In his 300-page book, “Silivrim Kaymak,” journalist, writer and gourmet Artun Ünsal emphasized that our national food can be eaten alone, as well as incorporated into many dishes or put on top of them as a sauce. He says we are “a yogurt nation.”

Yogurt is the main ingredient in the making of many Turkish dishes: erişte, börek, soups, tarhana and sweets, Ünsal wrote, while it adds a distinguished flavor to dolma (stuffed vegetables) and mantı (a ravioli-like Turkish dish) when served with garlic.

He added, “A kind of a cold soup, or salad or appetizer, cacık [yogurt and cucumbers] is the ornament of Turkish meals.”

However, in an interview with The Wall Street Journal, Chobani’s marketing manager Peter McGuiness a few months ago said they were ready to introduce the “Greek tzatziki” to the consumers of the brand.
The root of the words “cacık” comes from the Persian “jaj,” which is an edible weed, according to the Nişanyan dictionary I just used to look up.

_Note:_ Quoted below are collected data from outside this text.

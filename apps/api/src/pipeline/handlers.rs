//! Axum route handlers for the pipeline API.

use axum::{
    extract::{Multipart, State},
    Json,
};
use serde::Deserialize;
use uuid::Uuid;

use crate::errors::AppError;
use crate::evaluation::document::resolve_media_type;
use crate::evaluation::CvDocument;
use crate::models::{Candidate, JobDescription};
use crate::pipeline::batch::BatchReport;
use crate::pipeline::phase::Phase;
use crate::pipeline::ranking::{
    chart_series, final_ranking, partition_by_qualification, ChartPoint, QualificationPartition,
};
use crate::pipeline::session::SessionState;
use crate::pipeline::workflow::{self, InterviewSubmission, ScanOutcome};
use crate::state::AppState;

// ────────────────────────────────────────────────────────────────────────────
// Request types
// ────────────────────────────────────────────────────────────────────────────

#[derive(Debug, Deserialize)]
pub struct PhaseRequest {
    pub phase: Phase,
}

#[derive(Debug, Deserialize)]
pub struct SelectionRequest {
    pub candidate_id: Option<Uuid>,
}

#[derive(Debug, Deserialize)]
pub struct AnalyzeJdRequest {
    pub text: String,
}

#[derive(Debug, Default, Deserialize)]
pub struct QuestionsRequest {
    #[serde(default)]
    pub candidate_ids: Option<Vec<Uuid>>,
}

#[derive(Debug, Deserialize)]
pub struct InterviewsRequest {
    pub submissions: Vec<InterviewSubmission>,
}

// ────────────────────────────────────────────────────────────────────────────
// Session
// ────────────────────────────────────────────────────────────────────────────

/// GET /api/v1/session
pub async fn handle_get_session(State(state): State<AppState>) -> Json<SessionState> {
    Json(state.session.snapshot().await)
}

/// POST /api/v1/session/reset
pub async fn handle_reset_session(State(state): State<AppState>) -> Json<SessionState> {
    state.session.reset().await;
    Json(state.session.snapshot().await)
}

/// POST /api/v1/session/phase
///
/// Guarded navigation: any earlier phase, or the next one once its inputs exist.
pub async fn handle_set_phase(
    State(state): State<AppState>,
    Json(request): Json<PhaseRequest>,
) -> Result<Json<SessionState>, AppError> {
    state.session.transition_to(request.phase).await?;
    Ok(Json(state.session.snapshot().await))
}

/// PUT /api/v1/session/selection
pub async fn handle_select_candidate(
    State(state): State<AppState>,
    Json(request): Json<SelectionRequest>,
) -> Result<Json<SessionState>, AppError> {
    workflow::select_candidate(&state.session, request.candidate_id).await?;
    Ok(Json(state.session.snapshot().await))
}

// ────────────────────────────────────────────────────────────────────────────
// Job description
// ────────────────────────────────────────────────────────────────────────────

/// POST /api/v1/job-description/analyze
///
/// Returns a draft rubric for review. Nothing is stored until confirm.
pub async fn handle_analyze_jd(
    State(state): State<AppState>,
    Json(request): Json<AnalyzeJdRequest>,
) -> Result<Json<JobDescription>, AppError> {
    let jd = workflow::analyze_job_description(
        &state.session,
        state.evaluator.as_ref(),
        &request.text,
    )
    .await?;
    Ok(Json(jd))
}

/// POST /api/v1/job-description/confirm
pub async fn handle_confirm_jd(
    State(state): State<AppState>,
    Json(jd): Json<JobDescription>,
) -> Result<Json<SessionState>, AppError> {
    workflow::confirm_job_description(&state.session, jd).await?;
    Ok(Json(state.session.snapshot().await))
}

// ────────────────────────────────────────────────────────────────────────────
// Candidates
// ────────────────────────────────────────────────────────────────────────────

/// POST /api/v1/candidates/cvs
///
/// Multipart upload; every part with a file name is treated as one CV.
pub async fn handle_upload_cvs(
    State(state): State<AppState>,
    mut multipart: Multipart,
) -> Result<Json<ScanOutcome>, AppError> {
    let mut documents = Vec::new();
    while let Some(field) = multipart
        .next_field()
        .await
        .map_err(|e| AppError::Validation(format!("invalid multipart body: {e}")))?
    {
        let Some(file_name) = field.file_name().map(str::to_string) else {
            continue;
        };
        let media_type = resolve_media_type(field.content_type(), &file_name);
        let bytes = field
            .bytes()
            .await
            .map_err(|e| AppError::Validation(format!("could not read {file_name}: {e}")))?;
        documents.push(CvDocument {
            file_name,
            media_type,
            bytes,
        });
    }

    let outcome = workflow::scan_cvs(&state.session, state.evaluator.as_ref(), documents).await?;
    Ok(Json(outcome))
}

/// GET /api/v1/candidates/partition
pub async fn handle_partition(State(state): State<AppState>) -> Json<QualificationPartition> {
    let snapshot = state.session.snapshot().await;
    Json(partition_by_qualification(&snapshot.candidates))
}

// ────────────────────────────────────────────────────────────────────────────
// Batches
// ────────────────────────────────────────────────────────────────────────────

/// POST /api/v1/screening
pub async fn handle_screening(
    State(state): State<AppState>,
) -> Result<Json<BatchReport>, AppError> {
    let outcome = workflow::screen_candidates(&state.session, state.evaluator.as_ref()).await?;
    Ok(Json(outcome))
}

/// POST /api/v1/questions
pub async fn handle_generate_questions(
    State(state): State<AppState>,
    Json(request): Json<QuestionsRequest>,
) -> Result<Json<BatchReport>, AppError> {
    let outcome = workflow::generate_questions(
        &state.session,
        state.evaluator.as_ref(),
        request.candidate_ids,
    )
    .await?;
    Ok(Json(outcome))
}

/// POST /api/v1/interviews
pub async fn handle_submit_interviews(
    State(state): State<AppState>,
    Json(request): Json<InterviewsRequest>,
) -> Result<Json<BatchReport>, AppError> {
    let outcome = workflow::submit_interviews(
        &state.session,
        state.evaluator.as_ref(),
        request.submissions,
    )
    .await?;
    Ok(Json(outcome))
}

/// POST /api/v1/reports
pub async fn handle_generate_reports(
    State(state): State<AppState>,
) -> Result<Json<BatchReport>, AppError> {
    let outcome = workflow::generate_reports(&state.session, state.evaluator.as_ref()).await?;
    Ok(Json(outcome))
}

// ────────────────────────────────────────────────────────────────────────────
// Reporting views
// ────────────────────────────────────────────────────────────────────────────

/// GET /api/v1/reports/chart
pub async fn handle_chart(State(state): State<AppState>) -> Json<Vec<ChartPoint>> {
    let snapshot = state.session.snapshot().await;
    Json(chart_series(
        &snapshot.candidates,
        state.config.interview_score_scale,
    ))
}

/// GET /api/v1/reports/ranking
pub async fn handle_ranking(State(state): State<AppState>) -> Json<Vec<Candidate>> {
    let snapshot = state.session.snapshot().await;
    Json(final_ranking(&snapshot.candidates))
}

Yogurt is unquestionably a Turkish word.

Even though many dishes from the Caucasus to the Balkans are the product of a joint culture, there is only one country domineering in “marketing” strategy.

In the U.S., which was introduced to yogurt about 50 years ago, this product first appeared as Greek Yogurt and our hands are tied today.

As a matter of fact, while Ulukaya is explaining his success story, which is a course in Harvard, says Americans know yogurt as “Greek yogurt” and the market was formed; that he found a place in this market.

He claimed “Greek yogurt” was different because it was sweeter and juicier, but I don’t agree with him. If you add sugar to yogurt, it becomes sweet; if you add salt, it becomes salty. If you add water, it becomes juicier, or as our Prime Minister Recep Tayyip Erdoğan calls it, becomes our national drink, “ayran.”

Actually, be it “Greek yogurt,” or “Greek Tzatziki,” the truth that lies behind all is this: The Turkish cuisine has not found the place it deserves in the world.

With the very well-known “Greek Cuisine” or “Italian Cuisine” in the U.S., you cannot, of course, market any Turkish cuisine, unfortunately… For this reason, Ulukaya produces “Greek Yogurt,” and those Turkish entrepreneurs in Germany open “Italian” restaurants.

However, I do have some good news for you. In the menu of the Chobani café, which has been opened in Soho, New York, alongside with “Greek Yogurt,” I have seen “Turkish simit, Turkish Lentil Soup” and even “Turkish Yogurt” being listed.